ACP Media's Fashion Quarterly appears to be Lucire's main rival, but Yan sees most of its competition coming from monthly, imported fashion magazines.



The magazine was initially to be a premium-positioned quarterly, but discussions with agencies encouraged Yan to make it a monthly.



"Since we have the regular content and the country's largest international network of fashion correspondents from our website, I didn't see a problem," he said.



The online edition, for which 85 per cent of readers log on from overseas, will continue and Yan expects the two mediums will feed off each other. Features that are exclusive to the magazine will direct people online for more information.



The title will be edited by former make-up artist Nicola Brockie, who has been promoted from Australasian beauty editor.



It will have fashion, beauty, travel and lifestyle sections.



The first edition will have a print-run of 20,000, and will contain fashion week previews from San Francisco, Stockholm, Australia, New Zealand and New York, with preview sketches of designer collections.

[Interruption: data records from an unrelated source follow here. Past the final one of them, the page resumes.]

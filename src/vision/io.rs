//! Frame loading.
//!
//! - `load_frame`: read a PNG/JPEG/BMP from disk into an owned RGB buffer.
//! - `decode_frame`: the same for bytes already in memory.
//!
//! Decoding sits in front of the estimator; a frame that fails here never
//! reaches it.

use std::path::Path;

use image::RgbImage;

use crate::error::Error;

pub fn load_frame(path: &Path) -> Result<RgbImage, Error> {
    let img = image::open(path)
        .map_err(|e| Error::Frame(format!("failed to open {}: {e}", path.display())))?;
    Ok(img.into_rgb8())
}

pub fn decode_frame(bytes: &[u8]) -> Result<RgbImage, Error> {
    let img = image::load_from_memory(bytes).map_err(|e| Error::Frame(format!("bad image: {e}")))?;
    Ok(img.into_rgb8())
}
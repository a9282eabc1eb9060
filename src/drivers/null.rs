//! Headless driver for machines with no relay board attached.
//!
//! Commands are logged and reported as not applied; the service still
//! records the desired state so status output stays meaningful offline.

use log::info;

use crate::app::ports::ActuatorPort;

use super::Actuator;

#[derive(Debug, Default, Clone, Copy)]
pub struct NullDriver;

impl NullDriver {
    pub fn new() -> Self {
        Self
    }
}

impl ActuatorPort for NullDriver {
    fn apply_state(&mut self, actuator: Actuator, desired: bool) -> bool {
        info!("[headless] {} -> {} (not applied)", actuator, desired);
        false
    }

    fn is_available(&self) -> bool {
        false
    }
}
//! Actuator drivers.
//!
//! Every driver implements [`ActuatorPort`](crate::app::ports::ActuatorPort)
//! and deals only in logical states: "closed" for the valve, "active" for
//! the pH relay.  Pin polarity is resolved here, never in the policies.

pub mod null;
pub mod relay;

use core::fmt;

use serde::Serialize;

use crate::pins;

pub use null::NullDriver;
pub use relay::RelayBoard;

/// The two controlled outputs.
#[derive(Debug, Clone, Copy, PartialEq, Eq, Hash, Serialize)]
#[serde(rename_all = "snake_case")]
pub enum Actuator {
    InletValve,
    PhRelay,
}

impl fmt::Display for Actuator {
    fn fmt(&self, f: &mut fmt::Formatter<'_>) -> fmt::Result {
        match self {
            Self::InletValve => write!(f, "inlet valve"),
            Self::PhRelay => write!(f, "pH relay"),
        }
    }
}

/// Relay input wiring.
#[derive(Debug, Clone, Copy, PartialEq, Eq, Serialize)]
#[serde(rename_all = "snake_case")]
pub enum Polarity {
    /// HIGH energises the relay.
    ActiveHigh,
    /// LOW energises the relay.
    ActiveLow,
}

impl Polarity {
    pub fn from_active_low(active_low: bool) -> Self {
        if active_low { Self::ActiveLow } else { Self::ActiveHigh }
    }

    /// Pin level (`true` = HIGH) that puts the relay in the requested state.
    pub fn level_for(self, energise: bool) -> bool {
        match self {
            Self::ActiveHigh => energise,
            Self::ActiveLow => !energise,
        }
    }
}

/// Configured relay pins and polarity, reported whether or not a board
/// is attached.
#[derive(Debug, Clone, Copy, PartialEq, Eq, Serialize)]
pub struct RelayWiring {
    pub polarity: Polarity,
    pub valve_pin: u8,
    pub ph_relay_pin: u8,
}

impl Default for RelayWiring {
    fn default() -> Self {
        Self {
            polarity: Polarity::from_active_low(pins::RELAYS_ACTIVE_LOW),
            valve_pin: pins::INLET_VALVE_GPIO,
            ph_relay_pin: pins::PH_RELAY_GPIO,
        }
    }
}

impl fmt::Display for RelayWiring {
    fn fmt(&self, f: &mut fmt::Formatter<'_>) -> fmt::Result {
        let level = match self.polarity {
            Polarity::ActiveHigh => "active-high",
            Polarity::ActiveLow => "active-low",
        };
        write!(
            f,
            "valve=BCM{} pH=BCM{} {}",
            self.valve_pin, self.ph_relay_pin, level
        )
    }
}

"We're hoping for a good first quarter from the New Zealand market, then we will look to expand into other countries," Yan said.



He has plans for an Australian edition next year and has America in his sights for 2006.



Eventually, Yan hopes people will be able to pick up the magazine from news-stands in any country and continue reading the same articles, with international trends translated into what readers can buy in their cities.



"Lucire is about uniting people. We're tapping into the fact we are becoming more global, and people have global tastes," he says.



Yan hopes the magazine will lift New Zealanders' fashion horizons with its international flavour, but says 80 per cent of its content will be local.



Despite its premium positioning, Lucire will feature all manner of labels, "because that's what people are about today".



"While we love Trelise Cooper, Zambesi and Karen Walker, we'll be making sure the smaller K Rd and Cuba St labels get coverage as well," Yan says.



"If it's good quality, it will get in there. Fashion is fashion, we don't care how much it costs."



Contributors from all over the world will provide content, but Lucire will be produced by about 12 staff in Auckland and Wellington, and Yan says he wants to keep it that way.



"It will stay very much a New Zealand title and that's to our advantage. The New Zealand voice translates beautifully into America. They love the way we talk and write."



Yan says Lucire will carry a strong Kiwi look and feel, describing the style as "Kiwi modernism".



Although it is a women's magazine, Yan says men will be able to read it.



"They will be well catered for with a male grooming section featuring the latest accessories and products."



Lucire will be published in a 23.5cm by 33.5cm format, similar to Urbis magazine, and will sell for $9.45.